◆ Exercise material ◆
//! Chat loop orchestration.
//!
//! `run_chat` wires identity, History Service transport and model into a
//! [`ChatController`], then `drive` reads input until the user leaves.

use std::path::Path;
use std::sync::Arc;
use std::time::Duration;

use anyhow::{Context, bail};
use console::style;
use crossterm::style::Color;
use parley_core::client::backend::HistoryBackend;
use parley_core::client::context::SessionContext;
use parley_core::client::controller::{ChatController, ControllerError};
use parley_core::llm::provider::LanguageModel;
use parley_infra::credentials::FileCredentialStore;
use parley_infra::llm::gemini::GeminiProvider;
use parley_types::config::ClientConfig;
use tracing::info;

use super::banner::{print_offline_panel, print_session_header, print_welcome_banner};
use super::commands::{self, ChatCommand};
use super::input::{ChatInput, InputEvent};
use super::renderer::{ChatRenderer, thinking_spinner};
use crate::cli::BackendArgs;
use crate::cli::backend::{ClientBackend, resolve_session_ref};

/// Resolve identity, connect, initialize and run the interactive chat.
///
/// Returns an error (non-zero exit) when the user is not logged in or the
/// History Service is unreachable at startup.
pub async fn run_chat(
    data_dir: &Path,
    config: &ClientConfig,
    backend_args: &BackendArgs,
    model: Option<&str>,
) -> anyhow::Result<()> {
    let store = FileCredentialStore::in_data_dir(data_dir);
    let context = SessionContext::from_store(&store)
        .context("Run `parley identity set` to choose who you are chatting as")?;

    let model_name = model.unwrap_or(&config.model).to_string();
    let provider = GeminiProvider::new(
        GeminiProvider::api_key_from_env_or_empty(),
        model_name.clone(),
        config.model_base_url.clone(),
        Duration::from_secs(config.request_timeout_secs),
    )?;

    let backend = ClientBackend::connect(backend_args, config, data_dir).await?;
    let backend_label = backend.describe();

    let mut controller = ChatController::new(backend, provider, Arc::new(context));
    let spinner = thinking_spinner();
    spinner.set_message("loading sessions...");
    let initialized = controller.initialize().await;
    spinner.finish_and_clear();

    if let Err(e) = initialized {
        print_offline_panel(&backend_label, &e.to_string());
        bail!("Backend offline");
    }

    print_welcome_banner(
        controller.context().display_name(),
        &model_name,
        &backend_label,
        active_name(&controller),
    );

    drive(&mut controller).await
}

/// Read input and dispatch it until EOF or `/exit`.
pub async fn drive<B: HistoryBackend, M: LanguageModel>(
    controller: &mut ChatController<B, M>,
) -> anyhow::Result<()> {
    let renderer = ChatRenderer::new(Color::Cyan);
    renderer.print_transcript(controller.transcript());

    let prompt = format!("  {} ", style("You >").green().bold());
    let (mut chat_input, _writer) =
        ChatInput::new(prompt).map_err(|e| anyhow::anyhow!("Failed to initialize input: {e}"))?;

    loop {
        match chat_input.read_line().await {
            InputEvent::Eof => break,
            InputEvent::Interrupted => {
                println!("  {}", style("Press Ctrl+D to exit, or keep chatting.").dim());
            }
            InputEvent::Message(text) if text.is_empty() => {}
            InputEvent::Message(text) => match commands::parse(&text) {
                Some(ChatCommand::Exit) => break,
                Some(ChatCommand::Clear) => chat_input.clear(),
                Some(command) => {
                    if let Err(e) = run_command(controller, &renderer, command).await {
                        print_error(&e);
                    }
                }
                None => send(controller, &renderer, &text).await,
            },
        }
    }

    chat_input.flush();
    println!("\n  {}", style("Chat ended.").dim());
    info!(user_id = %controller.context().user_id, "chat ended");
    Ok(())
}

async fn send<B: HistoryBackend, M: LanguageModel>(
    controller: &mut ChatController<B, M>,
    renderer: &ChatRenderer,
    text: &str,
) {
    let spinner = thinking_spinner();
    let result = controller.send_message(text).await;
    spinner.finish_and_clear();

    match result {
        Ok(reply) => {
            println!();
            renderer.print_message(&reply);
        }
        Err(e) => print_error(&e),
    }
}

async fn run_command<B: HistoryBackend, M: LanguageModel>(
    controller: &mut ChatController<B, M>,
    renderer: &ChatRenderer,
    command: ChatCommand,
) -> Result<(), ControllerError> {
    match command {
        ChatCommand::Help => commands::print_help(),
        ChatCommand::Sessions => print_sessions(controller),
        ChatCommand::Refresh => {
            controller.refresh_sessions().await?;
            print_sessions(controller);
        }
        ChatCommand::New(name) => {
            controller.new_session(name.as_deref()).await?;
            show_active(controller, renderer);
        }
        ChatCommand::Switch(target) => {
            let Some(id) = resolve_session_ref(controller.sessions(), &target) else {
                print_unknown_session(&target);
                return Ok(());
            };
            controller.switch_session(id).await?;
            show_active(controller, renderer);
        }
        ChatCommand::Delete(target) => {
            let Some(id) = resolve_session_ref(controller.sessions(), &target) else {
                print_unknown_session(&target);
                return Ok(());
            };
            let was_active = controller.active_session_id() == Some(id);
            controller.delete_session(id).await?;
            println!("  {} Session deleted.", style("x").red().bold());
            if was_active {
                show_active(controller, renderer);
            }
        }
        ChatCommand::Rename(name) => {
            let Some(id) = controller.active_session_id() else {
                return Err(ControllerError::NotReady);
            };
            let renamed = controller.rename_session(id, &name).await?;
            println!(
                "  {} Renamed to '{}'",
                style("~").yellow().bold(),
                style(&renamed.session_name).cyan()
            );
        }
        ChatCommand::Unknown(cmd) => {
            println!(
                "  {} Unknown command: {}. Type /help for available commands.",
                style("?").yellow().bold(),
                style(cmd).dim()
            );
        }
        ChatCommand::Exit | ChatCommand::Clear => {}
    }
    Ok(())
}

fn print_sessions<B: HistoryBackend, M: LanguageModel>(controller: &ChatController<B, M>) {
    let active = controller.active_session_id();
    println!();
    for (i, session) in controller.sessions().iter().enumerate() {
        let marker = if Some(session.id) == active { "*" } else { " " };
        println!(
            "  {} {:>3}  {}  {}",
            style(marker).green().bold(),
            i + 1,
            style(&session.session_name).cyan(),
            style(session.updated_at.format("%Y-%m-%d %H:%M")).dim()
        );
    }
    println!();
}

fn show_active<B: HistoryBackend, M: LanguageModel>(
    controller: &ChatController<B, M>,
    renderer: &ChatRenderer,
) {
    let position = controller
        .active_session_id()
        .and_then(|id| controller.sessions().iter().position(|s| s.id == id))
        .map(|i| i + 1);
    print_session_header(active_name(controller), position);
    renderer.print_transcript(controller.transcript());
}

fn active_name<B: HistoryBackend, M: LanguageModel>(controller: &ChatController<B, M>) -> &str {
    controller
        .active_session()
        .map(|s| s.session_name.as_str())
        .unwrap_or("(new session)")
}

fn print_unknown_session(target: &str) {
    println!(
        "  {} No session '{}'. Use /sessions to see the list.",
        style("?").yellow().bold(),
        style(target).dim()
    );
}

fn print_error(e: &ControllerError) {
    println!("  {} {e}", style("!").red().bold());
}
* * *
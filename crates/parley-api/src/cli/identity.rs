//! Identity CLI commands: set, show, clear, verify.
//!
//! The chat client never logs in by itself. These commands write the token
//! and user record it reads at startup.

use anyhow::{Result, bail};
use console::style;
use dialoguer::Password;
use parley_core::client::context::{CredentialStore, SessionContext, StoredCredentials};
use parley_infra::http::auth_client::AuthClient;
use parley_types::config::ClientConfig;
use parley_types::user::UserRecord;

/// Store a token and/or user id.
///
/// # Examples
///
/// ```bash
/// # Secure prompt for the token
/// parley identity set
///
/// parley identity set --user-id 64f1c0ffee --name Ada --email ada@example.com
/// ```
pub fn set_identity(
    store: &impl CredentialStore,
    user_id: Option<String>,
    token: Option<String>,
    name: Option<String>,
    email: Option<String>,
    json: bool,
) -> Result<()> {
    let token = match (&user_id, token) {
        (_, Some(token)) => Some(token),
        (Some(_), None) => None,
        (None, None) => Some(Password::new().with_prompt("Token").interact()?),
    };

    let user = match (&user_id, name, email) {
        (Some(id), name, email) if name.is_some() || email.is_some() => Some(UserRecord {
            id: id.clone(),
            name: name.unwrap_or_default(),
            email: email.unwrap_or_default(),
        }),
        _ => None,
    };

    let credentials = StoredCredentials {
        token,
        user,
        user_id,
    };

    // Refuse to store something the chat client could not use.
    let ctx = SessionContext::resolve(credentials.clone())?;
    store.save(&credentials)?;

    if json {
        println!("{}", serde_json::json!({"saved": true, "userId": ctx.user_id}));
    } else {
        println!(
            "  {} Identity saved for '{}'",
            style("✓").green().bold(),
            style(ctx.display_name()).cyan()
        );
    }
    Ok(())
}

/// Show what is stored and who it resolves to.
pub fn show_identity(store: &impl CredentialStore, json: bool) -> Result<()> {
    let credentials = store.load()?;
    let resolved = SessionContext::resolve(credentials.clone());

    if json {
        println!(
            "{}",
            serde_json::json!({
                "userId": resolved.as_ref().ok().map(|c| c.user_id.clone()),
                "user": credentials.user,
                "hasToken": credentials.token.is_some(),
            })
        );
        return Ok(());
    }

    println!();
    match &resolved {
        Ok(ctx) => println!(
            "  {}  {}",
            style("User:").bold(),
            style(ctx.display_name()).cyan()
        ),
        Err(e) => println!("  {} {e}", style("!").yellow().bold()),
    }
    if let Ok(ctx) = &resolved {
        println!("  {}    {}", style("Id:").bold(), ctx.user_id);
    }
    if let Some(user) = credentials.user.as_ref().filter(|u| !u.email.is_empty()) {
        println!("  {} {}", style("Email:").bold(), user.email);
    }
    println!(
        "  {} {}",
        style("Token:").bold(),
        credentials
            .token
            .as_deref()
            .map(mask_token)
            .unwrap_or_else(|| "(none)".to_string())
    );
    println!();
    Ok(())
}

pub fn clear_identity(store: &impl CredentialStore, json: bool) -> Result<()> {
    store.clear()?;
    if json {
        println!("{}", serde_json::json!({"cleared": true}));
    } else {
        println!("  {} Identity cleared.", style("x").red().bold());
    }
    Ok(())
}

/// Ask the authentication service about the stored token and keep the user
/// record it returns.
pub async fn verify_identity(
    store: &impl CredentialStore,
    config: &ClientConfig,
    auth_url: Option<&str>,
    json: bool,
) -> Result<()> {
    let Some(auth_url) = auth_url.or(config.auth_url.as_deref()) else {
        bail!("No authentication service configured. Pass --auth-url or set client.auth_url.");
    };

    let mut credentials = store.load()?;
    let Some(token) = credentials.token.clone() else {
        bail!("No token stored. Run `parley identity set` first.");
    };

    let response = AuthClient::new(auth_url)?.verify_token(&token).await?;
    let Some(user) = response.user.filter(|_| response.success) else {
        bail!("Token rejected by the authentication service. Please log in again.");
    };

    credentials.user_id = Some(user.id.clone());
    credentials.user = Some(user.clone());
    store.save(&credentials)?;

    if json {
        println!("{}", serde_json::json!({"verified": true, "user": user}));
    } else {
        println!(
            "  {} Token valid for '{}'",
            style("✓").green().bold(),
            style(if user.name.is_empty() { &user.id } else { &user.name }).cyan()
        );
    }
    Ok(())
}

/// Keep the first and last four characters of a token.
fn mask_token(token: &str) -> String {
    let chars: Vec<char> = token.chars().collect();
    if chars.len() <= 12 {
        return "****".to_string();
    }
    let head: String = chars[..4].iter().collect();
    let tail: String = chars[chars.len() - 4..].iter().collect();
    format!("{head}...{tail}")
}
* * *
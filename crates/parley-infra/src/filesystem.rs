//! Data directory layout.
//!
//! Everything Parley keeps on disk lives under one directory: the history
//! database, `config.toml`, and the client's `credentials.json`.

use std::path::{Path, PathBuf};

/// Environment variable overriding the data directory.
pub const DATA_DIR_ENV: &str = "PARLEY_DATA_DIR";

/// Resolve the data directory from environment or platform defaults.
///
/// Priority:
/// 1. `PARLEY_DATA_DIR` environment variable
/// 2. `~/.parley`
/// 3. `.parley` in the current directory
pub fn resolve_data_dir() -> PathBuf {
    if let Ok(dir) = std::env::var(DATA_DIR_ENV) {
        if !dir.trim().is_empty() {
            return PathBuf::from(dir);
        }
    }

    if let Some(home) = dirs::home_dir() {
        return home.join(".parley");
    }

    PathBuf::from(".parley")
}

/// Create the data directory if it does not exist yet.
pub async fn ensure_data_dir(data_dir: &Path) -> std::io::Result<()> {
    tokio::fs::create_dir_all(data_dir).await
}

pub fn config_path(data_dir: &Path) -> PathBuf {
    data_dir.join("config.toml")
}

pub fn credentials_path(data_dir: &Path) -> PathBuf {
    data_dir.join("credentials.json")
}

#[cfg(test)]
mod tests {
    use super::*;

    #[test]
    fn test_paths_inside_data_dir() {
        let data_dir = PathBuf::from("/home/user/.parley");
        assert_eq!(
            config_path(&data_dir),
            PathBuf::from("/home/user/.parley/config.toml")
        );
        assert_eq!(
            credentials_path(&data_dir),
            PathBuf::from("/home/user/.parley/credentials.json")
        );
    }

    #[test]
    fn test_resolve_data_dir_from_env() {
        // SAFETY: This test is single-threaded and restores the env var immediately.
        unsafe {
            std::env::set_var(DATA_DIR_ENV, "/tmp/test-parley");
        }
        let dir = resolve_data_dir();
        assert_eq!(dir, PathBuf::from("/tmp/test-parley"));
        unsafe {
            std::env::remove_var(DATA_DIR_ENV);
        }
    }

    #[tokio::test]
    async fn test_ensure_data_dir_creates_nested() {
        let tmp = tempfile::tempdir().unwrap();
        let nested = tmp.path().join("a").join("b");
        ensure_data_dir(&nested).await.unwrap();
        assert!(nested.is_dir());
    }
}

◆ Description of the task ◆
Which lines of the entries above contain the word "until"? Copy each of them.

◆ Reply ◆
//! [`ChatController`], then `drive` reads input until the user leaves.
/// Read input and dispatch it until EOF or `/exit`.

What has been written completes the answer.